### DESCRIPTION OF THE TASK
The response must contain each line of the material that holds "crate".

### SOURCE INFORMATION

****

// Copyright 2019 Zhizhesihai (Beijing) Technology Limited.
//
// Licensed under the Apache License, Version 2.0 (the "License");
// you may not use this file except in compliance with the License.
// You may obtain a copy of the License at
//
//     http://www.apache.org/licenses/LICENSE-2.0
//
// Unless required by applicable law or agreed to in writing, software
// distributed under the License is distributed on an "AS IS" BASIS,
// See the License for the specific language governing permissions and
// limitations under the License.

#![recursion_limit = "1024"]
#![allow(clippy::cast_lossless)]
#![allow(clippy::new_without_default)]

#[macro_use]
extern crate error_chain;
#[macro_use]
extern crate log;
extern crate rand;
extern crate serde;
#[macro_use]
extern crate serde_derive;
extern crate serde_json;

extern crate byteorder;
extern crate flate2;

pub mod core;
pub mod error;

****

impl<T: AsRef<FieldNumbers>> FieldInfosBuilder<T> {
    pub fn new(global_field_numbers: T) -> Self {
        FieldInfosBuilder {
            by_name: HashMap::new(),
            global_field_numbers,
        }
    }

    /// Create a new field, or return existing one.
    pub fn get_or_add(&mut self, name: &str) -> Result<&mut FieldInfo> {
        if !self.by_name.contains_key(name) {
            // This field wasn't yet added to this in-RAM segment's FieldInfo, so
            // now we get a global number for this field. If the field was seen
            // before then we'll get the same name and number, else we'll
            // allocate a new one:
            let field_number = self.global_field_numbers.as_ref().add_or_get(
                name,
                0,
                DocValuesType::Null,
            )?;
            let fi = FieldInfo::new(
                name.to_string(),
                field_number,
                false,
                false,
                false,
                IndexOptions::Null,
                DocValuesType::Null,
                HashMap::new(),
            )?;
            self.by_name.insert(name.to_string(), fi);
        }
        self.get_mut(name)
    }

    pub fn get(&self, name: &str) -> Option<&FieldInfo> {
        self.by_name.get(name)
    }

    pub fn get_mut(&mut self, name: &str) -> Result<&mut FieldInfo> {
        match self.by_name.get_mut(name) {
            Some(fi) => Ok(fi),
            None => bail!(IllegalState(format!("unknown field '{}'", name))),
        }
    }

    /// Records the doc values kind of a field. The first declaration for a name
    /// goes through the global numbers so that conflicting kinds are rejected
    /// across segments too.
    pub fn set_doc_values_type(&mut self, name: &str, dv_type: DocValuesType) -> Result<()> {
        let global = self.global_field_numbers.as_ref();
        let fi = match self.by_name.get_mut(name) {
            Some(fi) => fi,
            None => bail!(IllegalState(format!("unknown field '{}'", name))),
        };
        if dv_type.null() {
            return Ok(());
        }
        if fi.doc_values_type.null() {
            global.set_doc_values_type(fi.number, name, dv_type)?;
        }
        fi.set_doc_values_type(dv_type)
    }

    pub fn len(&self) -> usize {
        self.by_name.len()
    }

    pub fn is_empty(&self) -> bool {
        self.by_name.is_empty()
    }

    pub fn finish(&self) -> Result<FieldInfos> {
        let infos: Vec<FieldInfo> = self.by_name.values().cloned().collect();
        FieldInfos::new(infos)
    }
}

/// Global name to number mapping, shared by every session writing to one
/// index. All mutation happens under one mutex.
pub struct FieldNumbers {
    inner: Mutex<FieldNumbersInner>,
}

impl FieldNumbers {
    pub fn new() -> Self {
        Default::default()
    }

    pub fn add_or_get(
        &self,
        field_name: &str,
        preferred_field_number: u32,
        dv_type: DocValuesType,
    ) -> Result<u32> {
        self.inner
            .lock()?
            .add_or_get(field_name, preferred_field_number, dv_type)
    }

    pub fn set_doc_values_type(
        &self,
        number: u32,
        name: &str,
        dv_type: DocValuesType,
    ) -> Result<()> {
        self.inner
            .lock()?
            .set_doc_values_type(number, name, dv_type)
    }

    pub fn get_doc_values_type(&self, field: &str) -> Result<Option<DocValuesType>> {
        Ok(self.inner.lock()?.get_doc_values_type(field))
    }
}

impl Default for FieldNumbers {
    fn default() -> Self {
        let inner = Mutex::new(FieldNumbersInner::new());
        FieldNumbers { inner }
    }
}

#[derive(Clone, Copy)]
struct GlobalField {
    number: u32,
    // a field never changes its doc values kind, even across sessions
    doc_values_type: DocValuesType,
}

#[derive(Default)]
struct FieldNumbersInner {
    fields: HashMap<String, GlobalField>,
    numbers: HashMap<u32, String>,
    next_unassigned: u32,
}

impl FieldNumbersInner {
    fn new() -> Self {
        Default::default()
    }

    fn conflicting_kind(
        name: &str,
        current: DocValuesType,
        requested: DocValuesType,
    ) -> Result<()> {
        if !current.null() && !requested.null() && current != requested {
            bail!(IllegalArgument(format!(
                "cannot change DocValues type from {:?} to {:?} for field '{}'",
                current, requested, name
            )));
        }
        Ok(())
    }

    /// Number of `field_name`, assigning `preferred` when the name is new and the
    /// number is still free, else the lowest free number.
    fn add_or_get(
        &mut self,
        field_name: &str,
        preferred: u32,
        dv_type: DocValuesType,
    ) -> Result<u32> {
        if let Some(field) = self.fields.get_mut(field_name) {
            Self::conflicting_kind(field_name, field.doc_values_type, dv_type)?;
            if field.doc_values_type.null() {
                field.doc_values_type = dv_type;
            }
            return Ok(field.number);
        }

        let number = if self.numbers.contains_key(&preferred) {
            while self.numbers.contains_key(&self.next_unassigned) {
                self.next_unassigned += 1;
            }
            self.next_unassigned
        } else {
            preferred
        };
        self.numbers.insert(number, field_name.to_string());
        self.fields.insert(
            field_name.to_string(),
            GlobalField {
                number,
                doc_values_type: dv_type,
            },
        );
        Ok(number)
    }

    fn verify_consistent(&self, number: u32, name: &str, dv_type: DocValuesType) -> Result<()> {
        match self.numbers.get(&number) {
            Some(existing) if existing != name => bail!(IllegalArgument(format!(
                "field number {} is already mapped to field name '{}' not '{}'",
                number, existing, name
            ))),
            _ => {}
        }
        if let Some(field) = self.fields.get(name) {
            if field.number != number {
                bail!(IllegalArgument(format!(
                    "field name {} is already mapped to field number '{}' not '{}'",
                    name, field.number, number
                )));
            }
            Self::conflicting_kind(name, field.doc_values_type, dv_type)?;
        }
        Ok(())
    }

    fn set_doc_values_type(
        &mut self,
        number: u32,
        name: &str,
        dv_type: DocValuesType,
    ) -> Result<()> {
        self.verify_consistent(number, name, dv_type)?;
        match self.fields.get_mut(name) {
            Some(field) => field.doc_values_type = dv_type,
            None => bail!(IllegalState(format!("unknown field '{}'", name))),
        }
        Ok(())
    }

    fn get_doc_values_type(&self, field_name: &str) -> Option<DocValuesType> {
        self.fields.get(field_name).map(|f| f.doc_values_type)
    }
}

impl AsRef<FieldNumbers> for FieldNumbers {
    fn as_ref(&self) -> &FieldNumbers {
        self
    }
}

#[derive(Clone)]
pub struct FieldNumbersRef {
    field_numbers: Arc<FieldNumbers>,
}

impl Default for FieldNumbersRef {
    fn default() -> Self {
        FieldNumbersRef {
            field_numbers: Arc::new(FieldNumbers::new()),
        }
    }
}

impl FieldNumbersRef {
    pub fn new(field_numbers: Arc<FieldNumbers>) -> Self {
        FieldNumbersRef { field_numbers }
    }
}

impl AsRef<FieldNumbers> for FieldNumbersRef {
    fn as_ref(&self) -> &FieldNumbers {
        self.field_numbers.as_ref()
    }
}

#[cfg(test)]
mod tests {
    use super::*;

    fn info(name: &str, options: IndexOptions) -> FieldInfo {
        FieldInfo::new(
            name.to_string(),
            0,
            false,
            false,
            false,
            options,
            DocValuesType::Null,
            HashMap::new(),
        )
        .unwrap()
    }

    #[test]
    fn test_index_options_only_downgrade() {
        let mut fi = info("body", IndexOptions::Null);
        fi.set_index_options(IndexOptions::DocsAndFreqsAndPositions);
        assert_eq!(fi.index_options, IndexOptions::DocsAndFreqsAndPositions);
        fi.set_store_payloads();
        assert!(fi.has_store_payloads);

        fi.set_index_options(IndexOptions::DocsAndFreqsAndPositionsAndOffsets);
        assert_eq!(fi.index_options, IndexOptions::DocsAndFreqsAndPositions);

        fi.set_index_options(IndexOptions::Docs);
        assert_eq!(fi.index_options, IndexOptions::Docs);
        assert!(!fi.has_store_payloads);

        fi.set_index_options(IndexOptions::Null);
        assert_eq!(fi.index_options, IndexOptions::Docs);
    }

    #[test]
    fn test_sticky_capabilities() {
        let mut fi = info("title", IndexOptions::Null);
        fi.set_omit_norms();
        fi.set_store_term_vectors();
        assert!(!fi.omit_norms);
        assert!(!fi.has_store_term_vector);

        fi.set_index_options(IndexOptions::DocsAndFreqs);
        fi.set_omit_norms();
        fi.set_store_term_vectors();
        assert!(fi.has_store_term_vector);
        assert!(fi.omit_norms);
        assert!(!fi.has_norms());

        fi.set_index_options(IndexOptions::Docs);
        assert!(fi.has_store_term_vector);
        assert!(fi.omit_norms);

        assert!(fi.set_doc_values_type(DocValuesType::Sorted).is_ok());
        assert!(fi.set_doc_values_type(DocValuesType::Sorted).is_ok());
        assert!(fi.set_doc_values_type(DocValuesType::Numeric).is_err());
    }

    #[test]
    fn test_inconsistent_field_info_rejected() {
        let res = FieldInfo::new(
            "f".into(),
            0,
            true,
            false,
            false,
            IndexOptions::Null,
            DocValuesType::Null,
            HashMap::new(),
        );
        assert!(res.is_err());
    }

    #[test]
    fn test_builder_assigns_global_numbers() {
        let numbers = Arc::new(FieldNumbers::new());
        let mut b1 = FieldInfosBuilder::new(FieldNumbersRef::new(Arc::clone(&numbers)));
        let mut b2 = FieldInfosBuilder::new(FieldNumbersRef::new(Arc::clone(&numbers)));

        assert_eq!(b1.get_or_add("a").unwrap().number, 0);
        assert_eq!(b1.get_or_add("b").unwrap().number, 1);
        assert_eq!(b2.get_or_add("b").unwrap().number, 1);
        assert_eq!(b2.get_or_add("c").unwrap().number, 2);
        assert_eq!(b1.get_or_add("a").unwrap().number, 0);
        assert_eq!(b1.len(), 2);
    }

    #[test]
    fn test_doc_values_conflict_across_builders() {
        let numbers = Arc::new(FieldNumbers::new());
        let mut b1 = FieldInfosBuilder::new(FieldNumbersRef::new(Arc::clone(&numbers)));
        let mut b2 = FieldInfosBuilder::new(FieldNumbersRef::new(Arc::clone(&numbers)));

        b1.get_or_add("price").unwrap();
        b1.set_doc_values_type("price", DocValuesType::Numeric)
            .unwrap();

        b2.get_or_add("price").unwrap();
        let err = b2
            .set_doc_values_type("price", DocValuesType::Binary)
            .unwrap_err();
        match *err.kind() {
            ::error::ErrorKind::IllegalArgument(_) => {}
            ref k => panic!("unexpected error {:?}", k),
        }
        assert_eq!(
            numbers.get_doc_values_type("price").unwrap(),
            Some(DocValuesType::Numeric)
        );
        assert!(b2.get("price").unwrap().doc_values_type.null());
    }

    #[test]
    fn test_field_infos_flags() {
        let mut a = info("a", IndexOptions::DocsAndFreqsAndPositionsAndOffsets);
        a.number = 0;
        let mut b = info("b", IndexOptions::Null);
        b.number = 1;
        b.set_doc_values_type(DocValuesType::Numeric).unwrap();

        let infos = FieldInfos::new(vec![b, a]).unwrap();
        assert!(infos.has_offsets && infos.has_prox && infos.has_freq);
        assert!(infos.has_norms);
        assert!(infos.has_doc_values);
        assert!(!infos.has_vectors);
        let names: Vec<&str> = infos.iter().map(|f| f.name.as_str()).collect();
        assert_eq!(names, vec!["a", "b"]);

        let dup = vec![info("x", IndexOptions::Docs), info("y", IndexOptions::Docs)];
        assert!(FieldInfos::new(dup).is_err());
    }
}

****

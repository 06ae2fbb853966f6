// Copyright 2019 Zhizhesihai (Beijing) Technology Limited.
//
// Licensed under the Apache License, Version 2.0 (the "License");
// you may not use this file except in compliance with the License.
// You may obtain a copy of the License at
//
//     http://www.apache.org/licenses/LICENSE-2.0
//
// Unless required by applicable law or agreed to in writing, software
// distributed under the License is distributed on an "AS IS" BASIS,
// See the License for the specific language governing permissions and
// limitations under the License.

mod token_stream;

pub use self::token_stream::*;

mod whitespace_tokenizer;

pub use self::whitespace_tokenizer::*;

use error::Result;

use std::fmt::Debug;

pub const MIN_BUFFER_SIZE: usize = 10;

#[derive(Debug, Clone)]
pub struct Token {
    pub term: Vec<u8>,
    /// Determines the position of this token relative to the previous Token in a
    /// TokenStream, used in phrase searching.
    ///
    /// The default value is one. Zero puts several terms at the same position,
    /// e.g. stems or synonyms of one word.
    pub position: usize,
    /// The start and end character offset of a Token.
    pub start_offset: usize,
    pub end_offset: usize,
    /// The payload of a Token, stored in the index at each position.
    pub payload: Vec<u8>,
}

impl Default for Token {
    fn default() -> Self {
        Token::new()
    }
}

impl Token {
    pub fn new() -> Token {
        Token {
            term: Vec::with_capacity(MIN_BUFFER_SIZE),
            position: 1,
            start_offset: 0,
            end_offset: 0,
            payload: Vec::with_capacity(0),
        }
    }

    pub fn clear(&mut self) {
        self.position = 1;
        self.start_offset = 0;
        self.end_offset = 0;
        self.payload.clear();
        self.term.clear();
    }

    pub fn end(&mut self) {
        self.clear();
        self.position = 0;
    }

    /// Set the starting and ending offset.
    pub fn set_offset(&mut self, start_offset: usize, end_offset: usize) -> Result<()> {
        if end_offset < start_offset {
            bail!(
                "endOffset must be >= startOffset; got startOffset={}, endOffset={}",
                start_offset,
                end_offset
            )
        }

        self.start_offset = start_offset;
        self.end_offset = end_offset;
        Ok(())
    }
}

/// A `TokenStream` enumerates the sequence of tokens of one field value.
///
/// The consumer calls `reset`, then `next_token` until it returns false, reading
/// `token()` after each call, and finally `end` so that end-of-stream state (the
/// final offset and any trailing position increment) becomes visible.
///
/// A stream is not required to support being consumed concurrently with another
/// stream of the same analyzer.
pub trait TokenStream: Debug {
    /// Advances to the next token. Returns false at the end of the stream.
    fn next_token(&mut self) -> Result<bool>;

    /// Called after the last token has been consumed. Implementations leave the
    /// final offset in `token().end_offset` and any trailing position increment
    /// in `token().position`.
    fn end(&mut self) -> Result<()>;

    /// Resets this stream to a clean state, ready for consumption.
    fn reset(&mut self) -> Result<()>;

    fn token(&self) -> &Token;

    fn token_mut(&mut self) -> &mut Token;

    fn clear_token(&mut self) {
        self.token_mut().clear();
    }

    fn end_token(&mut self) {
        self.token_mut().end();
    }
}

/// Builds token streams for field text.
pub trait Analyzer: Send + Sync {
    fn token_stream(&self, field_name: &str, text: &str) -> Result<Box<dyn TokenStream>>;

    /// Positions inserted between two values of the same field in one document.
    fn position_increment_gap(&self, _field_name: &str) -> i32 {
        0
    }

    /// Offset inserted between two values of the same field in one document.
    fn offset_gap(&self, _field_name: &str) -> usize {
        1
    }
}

****

### WRITTEN SOLUTION
extern crate error_chain;
extern crate log;
extern crate rand;
extern crate serde;
extern crate serde_derive;
extern crate serde_json;
extern crate byteorder;
extern crate flate2;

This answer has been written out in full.